*Exercise requirements:* Take the entries below and print, exactly, the stretch from the line containing "#[derive(Debug, Clone, Copy, PartialEq, Default)]" through the line containing "pub const CURVE_BOW_Y: f64 = 30.0;", both included.

*Excerpted records:*
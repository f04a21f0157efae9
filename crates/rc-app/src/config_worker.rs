//! Background configuration fetch.
//!
//! The worker only talks to the remote source; the session thread applies the
//! answer, so there is still a single writer.

use std::sync::mpsc::{Receiver, TryRecvError, channel};
use std::thread::{self, JoinHandle};
use std::time::Duration;

use rc_remote::{ConfigureRequest, RemoteError, RemoteResult, SimulationResult, SimulationSource};
use tracing::debug;

pub struct ConfigWorker {
    rx: Receiver<RemoteResult<SimulationResult>>,
    _handle: JoinHandle<()>,
}

impl ConfigWorker {
    pub fn start<S>(source: S, request: ConfigureRequest) -> Self
    where
        S: SimulationSource + Send + 'static,
    {
        let (tx, rx) = channel();
        let handle = thread::spawn(move || {
            debug!(source = %source.describe(), "configuration worker started");
            let outcome = source.fetch(&request);
            let _ = tx.send(outcome);
        });
        Self {
            rx,
            _handle: handle,
        }
    }

    /// The answer, if it has arrived.
    pub fn try_finish(&self) -> Option<RemoteResult<SimulationResult>> {
        match self.rx.try_recv() {
            Ok(outcome) => Some(outcome),
            Err(TryRecvError::Empty) => None,
            Err(TryRecvError::Disconnected) => Some(Err(worker_lost())),
        }
    }

    /// Block up to `timeout` for the answer.
    pub fn wait_timeout(&self, timeout: Duration) -> Option<RemoteResult<SimulationResult>> {
        use std::sync::mpsc::RecvTimeoutError;
        match self.rx.recv_timeout(timeout) {
            Ok(outcome) => Some(outcome),
            Err(RecvTimeoutError::Timeout) => None,
            Err(RecvTimeoutError::Disconnected) => Some(Err(worker_lost())),
        }
    }

    /// Block until the answer arrives.
    pub fn wait(self) -> RemoteResult<SimulationResult> {
        self.rx.recv().unwrap_or_else(|_| Err(worker_lost()))
    }
}

fn worker_lost() -> RemoteError {
    RemoteError::Transport {
        message: "configuration worker exited without an answer".to_string(),
    }
}
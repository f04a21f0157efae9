//! Screen-space geometry: points, component bodies, and pipe curves.
//!
//! Coordinates are canvas pixels with `y` growing downwards.

use core::ops::{Add, Sub};

use crate::kind::{BODY_SIZE, ComponentKind};

/// 2D vector / point in canvas pixels.
#[derive(Debug, Clone, Copy, PartialEq, Default)]
#[cfg_attr(feature = "serde", derive(serde::Serialize, serde::Deserialize))]
pub struct Vec2 {
    pub x: f64,
    pub y: f64,
}

/// Points and offsets share one representation.
pub type Point = Vec2;

impl Vec2 {
    pub const fn new(x: f64, y: f64) -> Self {
        Self { x, y }
    }

    pub fn distance(self, other: Vec2) -> f64 {
        let d = self - other;
        (d.x * d.x + d.y * d.y).sqrt()
    }

    pub fn midpoint(self, other: Vec2) -> Vec2 {
        Vec2::new((self.x + other.x) / 2.0, (self.y + other.y) / 2.0)
    }
}

impl Add for Vec2 {
    type Output = Vec2;

    fn add(self, rhs: Vec2) -> Vec2 {
        Vec2::new(self.x + rhs.x, self.y + rhs.y)
    }
}

impl Sub for Vec2 {
    type Output = Vec2;

    fn sub(self, rhs: Vec2) -> Vec2 {
        Vec2::new(self.x - rhs.x, self.y - rhs.y)
    }
}

/// Horizontal bow of a pipe curve away from the straight line.
pub const CURVE_BOW_X: f64 = 50.0;
/// Vertical bow of a pipe curve away from the straight line.
pub const CURVE_BOW_Y: f64 = 30.0;
/// An anchor is picked when the pointer is strictly closer than this.
pub const ANCHOR_PICK_RADIUS: f64 = 15.0;
/// A dropped component is placed this far up/left of the drop point.
pub const DROP_OFFSET: f64 = 60.0;

/// Inbound and outbound anchor points of a placed component.
#[derive(Debug, Clone, Copy, PartialEq)]
#[cfg_attr(feature = "serde", derive(serde::Serialize, serde::Deserialize))]
pub struct Anchors {
    pub inbound: Point,
    pub outbound: Point,
}

impl Anchors {
    /// Anchors of a `kind` body whose top-left corner is at `origin`.
    pub fn for_kind(kind: ComponentKind, origin: Point) -> Self {
        let offsets = kind.anchor_offsets();
        Self {
            inbound: origin + offsets.inbound,
            outbound: origin + offsets.outbound,
        }
    }
}

/// Whether `p` lies on the (inclusive) body of a component at `origin`.
pub fn body_contains(origin: Point, p: Point) -> bool {
    p.x >= origin.x && p.x <= origin.x + BODY_SIZE && p.y >= origin.y && p.y <= origin.y + BODY_SIZE
}

/// Whether `p` is close enough to `anchor` to grab it.
pub fn near_anchor(anchor: Point, p: Point) -> bool {
    anchor.distance(p) < ANCHOR_PICK_RADIUS
}

/// Quadratic Bézier pipe between an outbound and an inbound anchor.
#[derive(Debug, Clone, Copy, PartialEq)]
#[cfg_attr(feature = "serde", derive(serde::Serialize, serde::Deserialize))]
pub struct QuadCurve {
    pub start: Point,
    pub control: Point,
    pub end: Point,
}

impl QuadCurve {
    /// Curve from `start` to `end` with the control point bowed off the midpoint.
    ///
    /// The bow direction depends only on where `end` sits relative to
    /// `start`, so every pipe between the same two anchors bends the same way.
    pub fn between(start: Point, end: Point) -> Self {
        let mid = start.midpoint(end);
        let dx = if start.y > end.y { -CURVE_BOW_X } else { CURVE_BOW_X };
        let dy = if start.x > end.x { -CURVE_BOW_Y } else { CURVE_BOW_Y };
        Self {
            start,
            control: mid + Vec2::new(dx, dy),
            end,
        }
    }

    /// Point at parameter `t` (not clamped).
    pub fn point_at(&self, t: f64) -> Point {
        let u = 1.0 - t;
        let a = u * u;
        let b = 2.0 * u * t;
        let c = t * t;
        Vec2::new(
            a * self.start.x + b * self.control.x + c * self.end.x,
            a * self.start.y + b * self.control.y + c * self.end.y,
        )
    }
}

#[cfg(test)]
mod tests {
    use super::*;

    fn close(a: f64, b: f64) -> bool {
        (a - b).abs() < 1e-9
    }

    #[test]
    fn anchors_follow_origin() {
        let a = Anchors::for_kind(ComponentKind::Compressor, Vec2::new(100.0, 200.0));
        assert_eq!(a.inbound, Vec2::new(60.0, 240.0));
        assert_eq!(a.outbound, Vec2::new(210.0, 180.0));
    }

    #[test]
    fn curve_endpoints() {
        let c = QuadCurve::between(Vec2::new(0.0, 0.0), Vec2::new(100.0, 40.0));
        assert_eq!(c.point_at(0.0), c.start);
        let end = c.point_at(1.0);
        assert!(close(end.x, 100.0));
        assert!(close(end.y, 40.0));
    }

    #[test]
    fn control_point_bow_signs() {
        // end is below and right of start: +x, +y bow
        let c = QuadCurve::between(Vec2::new(0.0, 0.0), Vec2::new(100.0, 100.0));
        assert_eq!(c.control, Vec2::new(100.0, 80.0));

        // end is above and left of start: -x, -y bow
        let c = QuadCurve::between(Vec2::new(100.0, 100.0), Vec2::new(0.0, 0.0));
        assert_eq!(c.control, Vec2::new(0.0, 20.0));
    }

    #[test]
    fn curve_midpoint_value() {
        let c = QuadCurve::between(Vec2::new(0.0, 0.0), Vec2::new(100.0, 0.0));
        // control = (50 + 50, 0 + 30)
        assert_eq!(c.control, Vec2::new(100.0, 30.0));
        let p = c.point_at(0.5);
        assert!(close(p.x, 75.0));
        assert!(close(p.y, 15.0));
    }

    #[test]
    fn body_hit_test_is_inclusive() {
        let origin = Vec2::new(10.0, 10.0);
        assert!(body_contains(origin, Vec2::new(10.0, 10.0)));
        assert!(body_contains(origin, Vec2::new(100.0, 100.0)));
        assert!(!body_contains(origin, Vec2::new(100.1, 50.0)));
    }

    #[test]
    fn anchor_pick_radius_is_strict() {
        let a = Vec2::new(0.0, 0.0);
        assert!(near_anchor(a, Vec2::new(14.9, 0.0)));
        assert!(!near_anchor(a, Vec2::new(15.0, 0.0)));
    }
}

#[cfg(test)]
mod proptests {
    use super::*;
    use proptest::prelude::*;

    fn point() -> impl Strategy<Value = Vec2> {
        (-2000.0..2000.0_f64, -2000.0..2000.0_f64).prop_map(|(x, y)| Vec2::new(x, y))
    }

    proptest! {
        #[test]
        fn curve_hits_both_anchors(start in point(), end in point()) {
            let curve = QuadCurve::between(start, end);
            prop_assert!(curve.point_at(0.0).distance(start) < 1e-9);
            prop_assert!(curve.point_at(1.0).distance(end) < 1e-9);
        }

        #[test]
        fn curve_stays_in_control_hull(start in point(), end in point(), t in 0.0..=1.0_f64) {
            let curve = QuadCurve::between(start, end);
            let p = curve.point_at(t);
            let xs = [curve.start.x, curve.control.x, curve.end.x];
            let ys = [curve.start.y, curve.control.y, curve.end.y];
            let eps = 1e-9;
            prop_assert!(p.x >= xs.iter().cloned().fold(f64::INFINITY, f64::min) - eps);
            prop_assert!(p.x <= xs.iter().cloned().fold(f64::NEG_INFINITY, f64::max) + eps);
            prop_assert!(p.y >= ys.iter().cloned().fold(f64::INFINITY, f64::min) - eps);
            prop_assert!(p.y <= ys.iter().cloned().fold(f64::NEG_INFINITY, f64::max) + eps);
        }
    }
}
//! Puzzle layouts: placements and proposed links, stored as YAML.
//!
//! ```yaml
//! placements:
//!   - { kind: compressor, x: 320, y: 60 }
//!   - { kind: condenser, x: 560, y: 220 }
//! links:
//!   - { from: compressor, to: condenser }
//! ```

use std::path::Path;

use rc_core::{ComponentKind, Vec2};
use rc_graph::ProposalOutcome;
use serde::{Deserialize, Serialize};

use crate::error::{AppError, AppResult};
use crate::session::Session;

#[derive(Debug, Clone, PartialEq, Serialize, Deserialize)]
pub struct Placement {
    pub kind: ComponentKind,
    pub x: f64,
    pub y: f64,
    /// Treat `(x, y)` as a drop point rather than the body origin.
    #[serde(default)]
    pub drop: bool,
}

#[derive(Debug, Clone, Copy, PartialEq, Eq, Serialize, Deserialize)]
pub struct Link {
    pub from: ComponentKind,
    pub to: ComponentKind,
}

#[derive(Debug, Clone, Default, PartialEq, Serialize, Deserialize)]
pub struct Layout {
    #[serde(default)]
    pub placements: Vec<Placement>,
    #[serde(default)]
    pub links: Vec<Link>,
}

/// What happened to one layout entry when replayed.
#[derive(Debug, Clone, PartialEq)]
pub enum ReplayStep {
    Placed(ComponentKind),
    PlacementRejected { kind: ComponentKind, reason: String },
    Proposed { link: Link, outcome: ProposalOutcome },
    ProposalFailed { link: Link, reason: String },
}

impl Layout {
    pub fn from_yaml(content: &str) -> AppResult<Self> {
        serde_yaml::from_str(content)
            .map_err(|e| AppError::Layout(format!("Failed to parse layout YAML: {}", e)))
    }

    /// Load layout from a YAML file.
    pub fn load(path: &Path) -> AppResult<Self> {
        let content = std::fs::read_to_string(path).map_err(|e| AppError::FileRead {
            path: path.to_path_buf(),
            source: e,
        })?;
        Self::from_yaml(&content)
    }

    pub fn to_yaml(&self) -> AppResult<String> {
        serde_yaml::to_string(self)
            .map_err(|e| AppError::Layout(format!("Failed to serialize layout: {}", e)))
    }

    /// Place everything, then propose every link, in file order.
    ///
    /// Rejections are reported per step rather than aborting the replay, so a
    /// layout with mistakes still shows how many lives it would cost.
    pub fn replay(&self, session: &mut Session) -> Vec<ReplayStep> {
        let mut steps = Vec::with_capacity(self.placements.len() + self.links.len());
        for p in &self.placements {
            let point = Vec2::new(p.x, p.y);
            let placed = if p.drop {
                session.place_at_drop(p.kind, point)
            } else {
                session.place(p.kind, point)
            };
            steps.push(match placed {
                Ok(()) => ReplayStep::Placed(p.kind),
                Err(e) => ReplayStep::PlacementRejected {
                    kind: p.kind,
                    reason: e.to_string(),
                },
            });
        }
        for &link in &self.links {
            steps.push(match session.propose(link.from, link.to) {
                Ok(outcome) => ReplayStep::Proposed { link, outcome },
                Err(e) => ReplayStep::ProposalFailed {
                    link,
                    reason: e.to_string(),
                },
            });
        }
        steps
    }
}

*Result:*
#[derive(Debug, Clone, Copy, PartialEq, Default)]
#[cfg_attr(feature = "serde", derive(serde::Serialize, serde::Deserialize))]
pub struct Vec2 {
    pub x: f64,
    pub y: f64,
}

/// Points and offsets share one representation.
pub type Point = Vec2;

impl Vec2 {
    pub const fn new(x: f64, y: f64) -> Self {
        Self { x, y }
    }

    pub fn distance(self, other: Vec2) -> f64 {
        let d = self - other;
        (d.x * d.x + d.y * d.y).sqrt()
    }

    pub fn midpoint(self, other: Vec2) -> Vec2 {
        Vec2::new((self.x + other.x) / 2.0, (self.y + other.y) / 2.0)
    }
}

impl Add for Vec2 {
    type Output = Vec2;

    fn add(self, rhs: Vec2) -> Vec2 {
        Vec2::new(self.x + rhs.x, self.y + rhs.y)
    }
}

impl Sub for Vec2 {
    type Output = Vec2;

    fn sub(self, rhs: Vec2) -> Vec2 {
        Vec2::new(self.x - rhs.x, self.y - rhs.y)
    }
}

/// Horizontal bow of a pipe curve away from the straight line.
pub const CURVE_BOW_X: f64 = 50.0;
/// Vertical bow of a pipe curve away from the straight line.
pub const CURVE_BOW_Y: f64 = 30.0;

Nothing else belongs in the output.